The translation was first performed in 1920 and remained popular into the 1950s.
As well as Rosario, the play features a sophisticated hero, and a thrice-married grandmother. The action takes place between one August evening and the next.

==Authorship and translation==
The play is traditionally attributed to Gregorio Martínez Sierra. However, he generally wrote in partnership with his wife María de la O Lejárraga and she is assumed to have been the author of at least part of the play. A 1926 edition of the Spanish text does not overtly dispute Gregorio´s authorship, but has a preface by May Gardner which looks at how Maria´s feminism may have influenced the writing. Gardner refers to Spanish courtship rituals (such as meetings at the reja, described for example by Gerald Brenan in South from Granada) and points out that while the play is light comedy, it does examine the place of women in Spanish society.

It was translated by another husband and wife partnership, Harley and Helen Granville-Barker. Helen knew Spanish, whereas Harley, a major figure in British theatre, is assumed not to have known much Spanish at this stage. Harley appears to have been an advocate of working collaboratively in the theatre. His Prefaces to Shakespeare emphasize Shakespeare’s embeddedness in the theatrical world rather than the idea of him as a solitary genius.

==Production==
The 1920s saw Harley Granville Barker become less involved in putting on plays, but in 1920 he directed The Romantic Young Lady at London´s Royalty Theatre. The cast included:
- Joyce Carey, Rosario
- Dennis Eadie, the Apparition. As well as being involved in the management of the Royalty Theatre, Eadie was cast in some of Harley's original plays.

==Publication==
The Granville-Barkers went on to translate other Martínez Sierra plays. The Romantic Young Lady was published by E. P. Dutton in 1923 in a volume with three other Martinez Sierra plays. (This was the second of a two-volume set with the first volume consisting of four translations by John Garrett Underhill).

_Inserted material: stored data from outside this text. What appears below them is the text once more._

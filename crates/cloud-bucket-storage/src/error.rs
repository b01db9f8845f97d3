// Cloud Bucket - uniform object storage access
// Copyright (C) 2025 Cloud Bucket Contributors
//
// This program is free software: you can redistribute it and/or modify
// it under the terms of the GNU Affero General Public License as published
// by the Free Software Foundation, either version 3 of the License, or
// (at your option) any later version.
//
// This program is distributed in the hope that it will be useful,
// but WITHOUT ANY WARRANTY; without even the implied warranty of
// MERCHANTABILITY or FITNESS FOR A PARTICULAR PURPOSE. See the
// GNU Affero General Public License for more details.

//! Storage error types and utilities

use crate::types::BackendType;
use std::io;
use thiserror::Error;

/// Result type alias for storage operations
pub type StorageResult<T> = Result<T, StorageError>;

/// Boxed driver-reported cause
pub type BoxError = Box<dyn std::error::Error + Send + Sync + 'static>;

/// Errors that can occur during storage operations
#[derive(Error, Debug)]
pub enum StorageError {
    /// Object not found in storage
    #[error("object not found: {0}")]
    NotFound(String),

    /// A single-target destination was given but the source matched several objects
    #[error("{matched} objects match '{source_spec}' but destination '{destination}' is not a directory (must end with '/')")]
    TooManyMatches {
        /// Source prefix or glob as given by the caller
        source_spec: String,
        /// Destination as given by the caller
        destination: String,
        /// Number of matched objects
        matched: usize,
    },

    /// Copy destination lives on another backend type
    #[error("cannot copy from {source_backend} to {destination_backend}: backends differ")]
    CrossBackendMismatch {
        /// Backend of the source bucket
        source_backend: BackendType,
        /// Backend of the destination bucket
        destination_backend: BackendType,
    },

    /// A file handed to a bucket operation belongs to another bucket
    #[error("file '{path}' belongs to {owner}, not to {bucket}")]
    CrossBucketMismatch {
        /// Remote path of the offending file
        path: String,
        /// URI of the bucket that produced the file
        owner: String,
        /// URI of the bucket the operation was invoked on
        bucket: String,
    },

    /// The driver cannot perform the requested cross-backend operation
    #[error("{0} driver does not support this cross-backend operation")]
    UnsupportedCrossBackend(BackendType),

    /// Caller supplied an unusable argument (empty path, malformed glob, ...)
    #[error("invalid argument: {0}")]
    InvalidArgument(String),

    /// Driver configuration could not be recognized or is incomplete
    #[error("invalid configuration: {0}")]
    InvalidConfig(String),

    /// Backend call failed; the driver's cause is attached as the source
    #[error("{message}")]
    Backend {
        /// What the driver was doing
        message: String,
        /// Driver-reported cause
        #[source]
        source: BoxError,
    },

    /// I/O error occurred
    #[error("I/O error: {0}")]
    Io(#[from] io::Error),

    /// Operation was cancelled through its cancellation token
    #[error("operation cancelled")]
    Cancelled,

    /// Transparent error delegation for wrapped error types
    #[error(transparent)]
    Other(#[from] anyhow::Error),
}

impl StorageError {
    /// Create a NotFound error with the given path
    pub fn not_found<S: Into<String>>(path: S) -> Self {
        StorageError::NotFound(path.into())
    }

    /// Create an InvalidArgument error with context
    pub fn invalid_argument<S: Into<String>>(msg: S) -> Self {
        StorageError::InvalidArgument(msg.into())
    }

    /// Create an InvalidConfig error with context
    pub fn invalid_config<S: Into<String>>(msg: S) -> Self {
        StorageError::InvalidConfig(msg.into())
    }

    /// Create a Backend error wrapping the driver-reported cause
    pub fn backend<S, E>(msg: S, source: E) -> Self
    where
        S: Into<String>,
        E: Into<BoxError>,
    {
        StorageError::Backend {
            message: msg.into(),
            source: source.into(),
        }
    }

    /// Check if this is a NotFound error
    pub fn is_not_found(&self) -> bool {
        matches!(self, StorageError::NotFound(_))
    }

    /// Check if this is a TooManyMatches error
    pub fn is_too_many_matches(&self) -> bool {
        matches!(self, StorageError::TooManyMatches { .. })
    }

    /// Check if this is a Cancelled error
    pub fn is_cancelled(&self) -> bool {
        matches!(self, StorageError::Cancelled)
    }
}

The play appeared as a separate volume, The Romantic Young Lady: A Comedy In Three Acts published by French, a theatrical publisher.

==Adptations==
The BBC made two film adaptations (1938 and 1955), the second of which seems to have had more impact.

==Other translations==
The Irish language version of the play Taidhreamh Oidhche Lughnasa uses a more direct translation of the Spanish title, but it may have been influenced by the Granville-Barker translation.
It was translated by Pádraig Ó Catháin and performed by the theatre company An Comhar Drámaíochta at the Gate Theatre, Dublin in 1931.